Suppose we're seeking $(x,y)$ to minimise $f(x,y)$ ($f$ continuous, differentiable, but not necessarily convex) where $x\in \mathbb{R}^m$ and $y\in \mathbb{R}^n$. We can use any number of standard methods that work in $\mathbb{R}^{m+n}$ (eg. I'm working in a context where the Levenberg-Marquardt algorithm works well).

But now suppose we have a particularly fast algorithm for finding the minimum of $f(x,y)$ for any fixed $x$ (maybe an explicit solution, or an iteration that's known to behave well). How can we exploit this to find the minimum over all $x$ and $y$?
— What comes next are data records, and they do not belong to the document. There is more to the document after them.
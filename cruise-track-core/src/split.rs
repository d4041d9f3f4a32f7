//! Split a travelled path wherever it crosses the antimeridian.
//!
//! Joining consecutive fixes with straight lines in lon/lat space draws a
//! wrong-way line around the globe whenever the track jumps from `+180` to
//! `-180`. [`AntimeridianSplitter`] detects those jumps and closes the current
//! polyline on the meridian, opening the next one on the far side.

use geo::{Coord, LineString, MultiLineString};
use thiserror::Error;

use crate::normalise_longitude;

/// Default slack subtracted from 180° when testing for a crossing.
pub const DEFAULT_TOLERANCE: f64 = 1e-6;

/// Largest tolerance accepted by [`AntimeridianSplitter::new`].
///
/// The tolerance absorbs floating-point noise around a half-turn. Wider
/// windows would flag ordinary long hops as crossings.
pub const MAX_TOLERANCE: f64 = 1.0;

const ANTIMERIDIAN: f64 = 180.0;

/// Errors returned by [`AntimeridianSplitter::new`].
#[derive(Debug, Clone, Copy, PartialEq, Error)]
pub enum ToleranceError {
    /// The tolerance was NaN or infinite.
    #[error("crossing tolerance must be finite, got {0}")]
    NonFinite(f64),
    /// The tolerance was negative or above [`MAX_TOLERANCE`].
    #[error("crossing tolerance must lie within [0, 1], got {0}")]
    OutOfRange(f64),
}

/// Reconstructs a multi-polyline path from ordered fixes.
///
/// A hop between two consecutive points is treated as an antimeridian
/// crossing when its longitude delta exceeds `180 - tolerance`.
///
/// # Examples
/// ```
/// use geo::Coord;
/// use cruise_track_core::AntimeridianSplitter;
///
/// let splitter = AntimeridianSplitter::default();
/// let path = splitter.split(&[
///     Coord { x: 10.0, y: 0.0 },
///     Coord { x: 20.0, y: 1.0 },
/// ]);
/// assert_eq!(path.0.len(), 1);
/// ```
#[derive(Debug, Clone, Copy, PartialEq)]
pub struct AntimeridianSplitter {
    tolerance: f64,
}

impl Default for AntimeridianSplitter {
    fn default() -> Self {
        Self {
            tolerance: DEFAULT_TOLERANCE,
        }
    }
}

impl AntimeridianSplitter {
    /// Construct a splitter with a custom crossing tolerance in degrees.
    ///
    /// # Errors
    /// Returns [`ToleranceError`] when `tolerance` is not finite or falls
    /// outside `[0, MAX_TOLERANCE]`. A tolerance `t` flags every hop whose
    /// longitude delta exceeds `180 - t`.
    ///
    /// # Examples
    /// ```
    /// use cruise_track_core::{AntimeridianSplitter, ToleranceError};
    ///
    /// assert!(AntimeridianSplitter::new(0.5).is_ok());
    /// assert_eq!(
    ///     AntimeridianSplitter::new(170.0),
    ///     Err(ToleranceError::OutOfRange(170.0)),
    /// );
    /// ```
    pub fn new(tolerance: f64) -> Result<Self, ToleranceError> {
        if !tolerance.is_finite() {
            return Err(ToleranceError::NonFinite(tolerance));
        }
        if !(0.0..=MAX_TOLERANCE).contains(&tolerance) {
            return Err(ToleranceError::OutOfRange(tolerance));
        }
        Ok(Self { tolerance })
    }

    /// Tolerance in degrees.
    #[must_use]
    pub const fn tolerance(&self) -> f64 {
        self.tolerance
    }

    /// Longitude delta above which a hop counts as a crossing.
    #[must_use]
    pub fn threshold(&self) -> f64 {
        ANTIMERIDIAN - self.tolerance
    }

    /// Return whether the hop `from -> to` crosses the antimeridian.
    #[must_use]
    pub fn crosses(&self, from: Coord<f64>, to: Coord<f64>) -> bool {
        (from.x - to.x).abs() > self.threshold()
    }

    /// Split an ordered sequence of fixes into antimeridian-safe polylines.
    ///
    /// Fewer than two points yield an empty [`MultiLineString`]. Otherwise the
    /// result always holds at least one polyline, even when nothing crosses.
    ///
    /// At each crossing the current polyline is closed at `(±180, y)` and the
    /// next one opens at `(normalise(∓180), y)` followed by the arrival point.
    ///
    /// # Examples
    /// ```
    /// use geo::Coord;
    /// use cruise_track_core::AntimeridianSplitter;
    ///
    /// let path = AntimeridianSplitter::default().split(&[
    ///     Coord { x: 170.0, y: 10.0 },
    ///     Coord { x: -170.0, y: 12.0 },
    /// ]);
    /// let first = &path.0[0];
    /// let second = &path.0[1];
    /// assert_eq!(first.0.last().map(|c| c.x), Some(180.0));
    /// assert_eq!(second.0.first().map(|c| c.x), Some(-180.0));
    /// ```
    #[must_use]
    pub fn split(&self, points: &[Coord<f64>]) -> MultiLineString<f64> {
        if points.len() < 2 {
            return MultiLineString::new(Vec::new());
        }

        let mut lines = Vec::new();
        let mut current: Vec<Coord<f64>> = points.iter().take(1).copied().collect();
        for (from, to) in points.iter().zip(points.iter().skip(1)) {
            if !self.crosses(*from, *to) {
                current.push(*to);
                continue;
            }

            let meridian = if from.x > 0.0 {
                ANTIMERIDIAN
            } else {
                -ANTIMERIDIAN
            };
            let lat = crossing_latitude(*from, *to, meridian);
            log::debug!("antimeridian crossing from {from:?} to {to:?} at ({meridian}, {lat})");

            current.push(Coord { x: meridian, y: lat });
            lines.push(LineString::new(std::mem::take(&mut current)));
            current.push(Coord {
                x: normalise_longitude(-meridian),
                y: lat,
            });
            current.push(*to);
        }
        lines.push(LineString::new(current));
        MultiLineString::new(lines)
    }

    /// Split an existing line geometry, as [`Self::split`] does for points.
    #[must_use]
    pub fn split_line_string(&self, line: &LineString<f64>) -> MultiLineString<f64> {
        self.split(&line.0)
    }
}

/// Latitude at which the hop `from -> to` meets `meridian`.
///
/// The arrival longitude is carried onto the departure side of the meridian
/// so the interpolation runs along the short hop and stays between the two
/// endpoint latitudes.
fn crossing_latitude(from: Coord<f64>, to: Coord<f64>, meridian: f64) -> f64 {
    if from.x == to.x {
        log::warn!(
            "crossing flagged between equal longitudes {}; using departure latitude {}",
            from.x,
            from.y
        );
        debug_assert!(
            false,
            "crossing flagged between equal longitudes {}",
            from.x
        );
        return from.y;
    }
    let arrival = to.x + 2.0 * meridian;
    let span = arrival - from.x;
    if span == 0.0 {
        // Both fixes sit on the antimeridian itself.
        return from.y;
    }
    from.y + (to.y - from.y) * (meridian - from.x) / span
}

/// Split `points` with the [`DEFAULT_TOLERANCE`].
///
/// # Examples
/// ```
/// use geo::Coord;
/// use cruise_track_core::split_at_antimeridian;
///
/// assert!(split_at_antimeridian(&[Coord { x: 5.0, y: 5.0 }]).0.is_empty());
/// ```
#[must_use]
pub fn split_at_antimeridian(points: &[Coord<f64>]) -> MultiLineString<f64> {
    AntimeridianSplitter::default().split(points)
}

/// Split `points` with a caller-supplied tolerance.
///
/// # Errors
/// Returns [`ToleranceError`] when the tolerance is rejected by
/// [`AntimeridianSplitter::new`].
pub fn split_at_antimeridian_with_tolerance(
    points: &[Coord<f64>],
    tolerance: f64,
) -> Result<MultiLineString<f64>, ToleranceError> {
    Ok(AntimeridianSplitter::new(tolerance)?.split(points))
}

#[cfg(test)]
mod tests {
    use super::*;
    use rstest::{fixture, rstest};

    fn coords(points: &[(f64, f64)]) -> Vec<Coord<f64>> {
        points.iter().map(|&(x, y)| Coord { x, y }).collect()
    }

    #[fixture]
    fn splitter() -> AntimeridianSplitter {
        AntimeridianSplitter::default()
    }

    #[rstest]
    #[case::empty(&[])]
    #[case::single(&[(5.0, 5.0)])]
    fn short_input_yields_empty_path(splitter: AntimeridianSplitter, #[case] input: &[(f64, f64)]) {
        assert!(splitter.split(&coords(input)).0.is_empty());
    }

    #[rstest]
    fn path_without_crossing_is_kept_verbatim(splitter: AntimeridianSplitter) {
        let points = coords(&[(10.0, 0.0), (20.0, 1.0), (30.0, 2.0)]);
        let path = splitter.split(&points);
        assert_eq!(path.0, vec![LineString::new(points)]);
    }

    #[rstest]
    fn eastward_crossing_splits_at_the_meridian(splitter: AntimeridianSplitter) {
        let path = splitter.split(&coords(&[(170.0, 10.0), (-170.0, 12.0)]));
        assert_eq!(
            path.0,
            vec![
                LineString::new(coords(&[(170.0, 10.0), (180.0, 11.0)])),
                LineString::new(coords(&[(-180.0, 11.0), (-170.0, 12.0)])),
            ]
        );
    }

    #[rstest]
    fn westward_crossing_closes_on_negative_meridian(splitter: AntimeridianSplitter) {
        let path = splitter.split(&coords(&[(-175.0, -4.0), (175.0, -2.0)]));
        let [first, second] = path.0.as_slice() else {
            panic!("expected two polylines, got {}", path.0.len());
        };
        assert_eq!(first.0, coords(&[(-175.0, -4.0), (-180.0, -3.0)]));
        assert_eq!(
            second.0,
            coords(&[(normalise_longitude(180.0), -3.0), (175.0, -2.0)])
        );
    }

    #[rstest]
    fn duplicate_points_never_cross(splitter: AntimeridianSplitter) {
        let points = coords(&[(179.0, 1.0), (179.0, 1.0), (179.0, 1.0)]);
        assert_eq!(splitter.split(&points).0.len(), 1);
    }

    #[rstest]
    fn exact_half_turn_counts_as_crossing(splitter: AntimeridianSplitter) {
        let path = splitter.split(&coords(&[(90.0, 0.0), (-90.0, 0.0)]));
        assert_eq!(path.0.len(), 2);
    }

    #[rstest]
    fn delta_just_below_threshold_does_not_cross() {
        let splitter = AntimeridianSplitter::new(1.0).expect("valid tolerance");
        let path = splitter.split(&coords(&[(89.0, 0.0), (-89.5, 0.0)]));
        assert_eq!(path.0.len(), 1);
    }

    #[rstest]
    fn tolerance_widens_the_crossing_window() {
        let splitter = AntimeridianSplitter::new(1.0).expect("valid tolerance");
        let path = splitter.split(&coords(&[(89.5, 0.0), (-89.75, 0.0)]));
        assert_eq!(path.0.len(), 2);
    }

    #[rstest]
    fn both_endpoints_on_the_meridian_keep_departure_latitude(splitter: AntimeridianSplitter) {
        let path = splitter.split(&coords(&[(180.0, 3.0), (-180.0, 4.0)]));
        let closing = path.0.first().and_then(|line| line.0.last()).copied();
        assert_eq!(closing, Some(Coord { x: 180.0, y: 3.0 }));
    }

    #[rstest]
    fn split_line_string_matches_point_split(splitter: AntimeridianSplitter) {
        let points = coords(&[(160.0, 0.0), (-170.0, 3.0), (-160.0, 4.0), (170.0, 6.0)]);
        let line = LineString::new(points.clone());
        assert_eq!(splitter.split_line_string(&line), splitter.split(&points));
    }

    #[rstest]
    #[case(f64::NAN)]
    #[case(f64::INFINITY)]
    fn rejects_non_finite_tolerance(#[case] tolerance: f64) {
        assert!(matches!(
            AntimeridianSplitter::new(tolerance),
            Err(ToleranceError::NonFinite(_))
        ));
    }

    #[rstest]
    #[case(-0.1)]
    #[case(1.5)]
    #[case(170.0)]
    #[case(180.0)]
    #[case(500.0)]
    fn rejects_out_of_range_tolerance(#[case] tolerance: f64) {
        assert_eq!(
            AntimeridianSplitter::new(tolerance),
            Err(ToleranceError::OutOfRange(tolerance))
        );
    }

    #[rstest]
    fn accepts_largest_tolerance() {
        let splitter = AntimeridianSplitter::new(MAX_TOLERANCE).expect("bound is inclusive");
        assert_eq!(splitter.threshold(), 179.0);
    }

    #[rstest]
    fn crossing_latitude_interpolates_along_the_short_hop() {
        let lat = crossing_latitude(Coord { x: 170.0, y: 10.0 }, Coord { x: -170.0, y: 12.0 }, 180.0);
        assert_eq!(lat, 11.0);
    }

    #[cfg(not(debug_assertions))]
    #[rstest]
    fn equal_longitudes_fall_back_to_departure_latitude() {
        let lat = crossing_latitude(Coord { x: 170.0, y: 1.0 }, Coord { x: 170.0, y: 5.0 }, 180.0);
        assert_eq!(lat, 1.0);
    }

    #[cfg(debug_assertions)]
    #[rstest]
    #[should_panic(expected = "crossing flagged between equal longitudes")]
    fn equal_longitudes_trip_the_debug_assertion() {
        let _ = crossing_latitude(Coord { x: 170.0, y: 1.0 }, Coord { x: 170.0, y: 5.0 }, 180.0);
    }

    #[rstest]
    fn free_function_uses_default_tolerance() {
        let points = coords(&[(170.0, 10.0), (-170.0, 12.0)]);
        assert_eq!(
            split_at_antimeridian(&points),
            split_at_antimeridian_with_tolerance(&points, DEFAULT_TOLERANCE)
                .expect("default tolerance is valid")
        );
    }
}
A (usually bad) way might be to alternate minimising $x$ and $y$.

One obvious thing that comes to mind is to explicitly solve $g(x)=\underset{y}{\operatorname{argmin}} f(x,y)$ and minimise $f(x,g(x))$. One reason not to do this is that $g$ might have particularly messy derivatives (eg. it might involve an SVD computation, though possibly automatic differentiation would still manage fine).

Are there any other ways to make use of the fact that we can minimise fast along $m$ of the axes? This situation has arisen for me so many times that I'm convinced there must be some published theory.

share|improve this question

1 Answer 1

up vote 6 down vote accepted

I think the Schur complement is the right way to go:

Let us assume we would like to minimize a function $F$, where Gauss-Newton type methods such as LM (Levenberg Marquardt) are applicable. Thus, we have a function $F(\mathbf x) = f(\mathbf x)^\top f(\mathbf x)$ with $f( \bar{\mathbf{x}} ) \approx \mathbf 0$ at the mininum $\bar{\mathbf{x}}$.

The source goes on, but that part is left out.